関口の長い司会者人生は、妻・西田佐知子さん(84才)の一言から始まった。佐知子さんは『コーヒー・ルンバ』や『アカシアの雨がやむとき』などの大ヒット曲で知られる昭和の人気歌手。関口との交際は、1970年、芸能人同士がお見合いする『ラブラブショー』(フジテレビ系)での共演がきっかけだった。
「佐知子さんの大ファンだった関口さんが、仲のよかった番組プロデューサーに持ちかけて共演が実現しました。そこから猛アタックの末、出会って1年も経たない1971年3月に式を挙げました。佐知子さんが5才年上だっただけに周囲には反対する声もありましたが、関口さんは、『結婚は計算してできるもんじゃなく、ある日突然しちゃうもんだ』として結婚に踏み切りました」(芸能関係者)
翌年に一人息子で俳優の知宏(51才)が誕生。私生活は幸せそのものだったが、仕事面では問題に直面した。昭和の二枚目スター・佐野周二さんの息子である関口は、父と同じ俳優として映画やドラマに出演しながら『スター千一夜』(フジテレビ系)や『ヤング720』(TBS系)など人気番組の司会者としても活躍していた。だが30才を過ぎた頃から、俳優の仕事が減り始めたのだ。
このまま俳優を続けるべきか、司会一本に絞るべきか。岐路に立たされた関口の人生を決めたのは佐知子さんだった。
「大ヒット曲を持つ佐知子さんですが、“私は器用じゃないから主婦業に専念したい”と、結婚後は芸能界を引退して専業主婦として夫をサポートしていました。当時、俳優の仕事が減って悩む関口さんに対し、佐知子さんは“あなたは司会の仕事をしているときの方が生き生きしているじゃない”と伝えて、司会者としてやっていくことをすすめました」(前出・芸能関係者)
過去に本誌『女性セブン』のインタビュー(1994年3月17日号)で関口は当時の心境をこう語っている。
《女房が“ゼロになってもかまわないじゃない。もともとゼロからの出発なんだから”といってくれたひと言が、非常に心の支えになりましたね。
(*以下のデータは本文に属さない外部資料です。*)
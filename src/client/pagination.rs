//! Cursor-driven fetch of a whole database.

use super::NotionApi;
use crate::models::Page;

/// Everything a fetch loop managed to collect.
///
/// A fetch never fails as a whole: when a request errors the rows gathered
/// so far are kept and `error` says why the loop stopped early.
#[derive(Debug, Clone, Default)]
pub struct QueryOutcome {
    /// Rows in query order.
    pub pages: Vec<Page>,
    /// Query requests issued, including a failed one.
    pub requests: usize,
    /// Why the loop stopped before the provider reported the last page.
    pub error: Option<String>,
}

impl QueryOutcome {
    /// Returns `true` if every page was retrieved.
    #[must_use]
    pub const fn is_complete(&self) -> bool {
        self.error.is_none()
    }
}

/// Queries `database_id` page after page until `has_more` is false.
///
/// `progress` receives the running row count after each successful page.
pub fn fetch_all_pages(
    api: &dyn NotionApi,
    database_id: &str,
    progress: Option<&dyn Fn(usize)>,
) -> QueryOutcome {
    let mut outcome = QueryOutcome::default();
    let mut cursor: Option<String> = None;

    loop {
        outcome.requests += 1;
        let response = match api.query_database(database_id, cursor.as_deref()) {
            Ok(response) => response,
            Err(e) => {
                tracing::error!(
                    database_id,
                    request = outcome.requests,
                    pages = outcome.pages.len(),
                    error = %e,
                    "Database query failed; keeping pages fetched so far"
                );
                outcome.error = Some(e.to_string());
                break;
            },
        };

        outcome.pages.extend(response.results);
        tracing::info!(
            database_id,
            pages = outcome.pages.len(),
            "Retrieved database page"
        );
        if let Some(cb) = progress {
            cb(outcome.pages.len());
        }

        if !response.has_more {
            break;
        }
        match response.next_cursor {
            Some(next) => cursor = Some(next),
            None => {
                tracing::warn!(
                    database_id,
                    "Query reported more results without a cursor; stopping"
                );
                outcome.error =
                    Some("query reported more results without a continuation cursor".to_string());
                break;
            },
        }
    }

    outcome
}

#[cfg(test)]
mod tests {
    use super::*;
    use crate::Error;
    use crate::client::MockNotionApi;
    use crate::models::QueryResponse;

    fn response(ids: &[&str], next: Option<&str>) -> QueryResponse {
        QueryResponse {
            results: ids
                .iter()
                .map(|id| Page {
                    id: (*id).to_string(),
                    ..Page::default()
                })
                .collect(),
            has_more: next.is_some(),
            next_cursor: next.map(str::to_string),
        }
    }

    #[test]
    fn test_follows_cursors_until_done() {
        let api = MockNotionApi::new();
        api.queue_query(Ok(response(&["a", "b"], Some("c1"))));
        api.queue_query(Ok(response(&["c"], Some("c2"))));
        api.queue_query(Ok(response(&["d"], None)));

        let outcome = fetch_all_pages(&api, "db", None);

        assert!(outcome.is_complete());
        assert_eq!(outcome.requests, 3);
        let ids: Vec<&str> = outcome.pages.iter().map(|p| p.id.as_str()).collect();
        assert_eq!(ids, vec!["a", "b", "c", "d"]);
        assert_eq!(
            *api.cursors.lock().unwrap(),
            vec![None, Some("c1".to_string()), Some("c2".to_string())]
        );
    }

    #[test]
    fn test_error_keeps_partial_results() {
        let api = MockNotionApi::new();
        api.queue_query(Ok(response(&["a"], Some("c1"))));
        api.queue_query(Err(Error::Api {
            status: 500,
            message: None,
            body: "boom".to_string(),
        }));

        let outcome = fetch_all_pages(&api, "db", None);

        assert!(!outcome.is_complete());
        assert_eq!(outcome.pages.len(), 1);
        assert!(outcome.error.as_deref().unwrap().contains("500"));
    }

    #[test]
    fn test_missing_cursor_stops_loop() {
        let api = MockNotionApi::new();
        api.queue_query(Ok(QueryResponse {
            results: Vec::new(),
            has_more: true,
            next_cursor: None,
        }));

        let outcome = fetch_all_pages(&api, "db", None);

        assert_eq!(outcome.requests, 1);
        assert!(!outcome.is_complete());
    }

    #[test]
    fn test_progress_reports_running_total() {
        let api = MockNotionApi::new();
        api.queue_query(Ok(response(&["a", "b"], Some("c1"))));
        api.queue_query(Ok(response(&["c"], None)));

        let seen = std::cell::RefCell::new(Vec::new());
        let record = |count: usize| seen.borrow_mut().push(count);
        let _ = fetch_all_pages(&api, "db", Some(&record));

        assert_eq!(seen.into_inner(), vec![2, 3]);
    }
}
この言葉はいまでもはっきりと覚えていますよ》
再出発を誓った関口はTBSを舞台に『クイズ100人に聞きました』、『わくわく動物ランド』など数多くの人気番組の司会を担当し、出演番組の視聴率が合計100%を超える「視聴率男」となった。この快進撃を陰で支えたのも、佐知子さんだった。
「司会を続ける上で関口さんがもっとも頼りにしたのが、佐知子さんのアドバイスです。彼女の率直な意見をすぐ取り入れ、“うちの女房は最高のモニターだ”とよく口にしていました。家庭でも関口さんは佐知子さんの手料理を食べて、英気を養っていたそうです」(前出・芸能関係者)
誰もがうらやむおしどり夫婦。だが、そんなふたりの老後に試練が訪れる。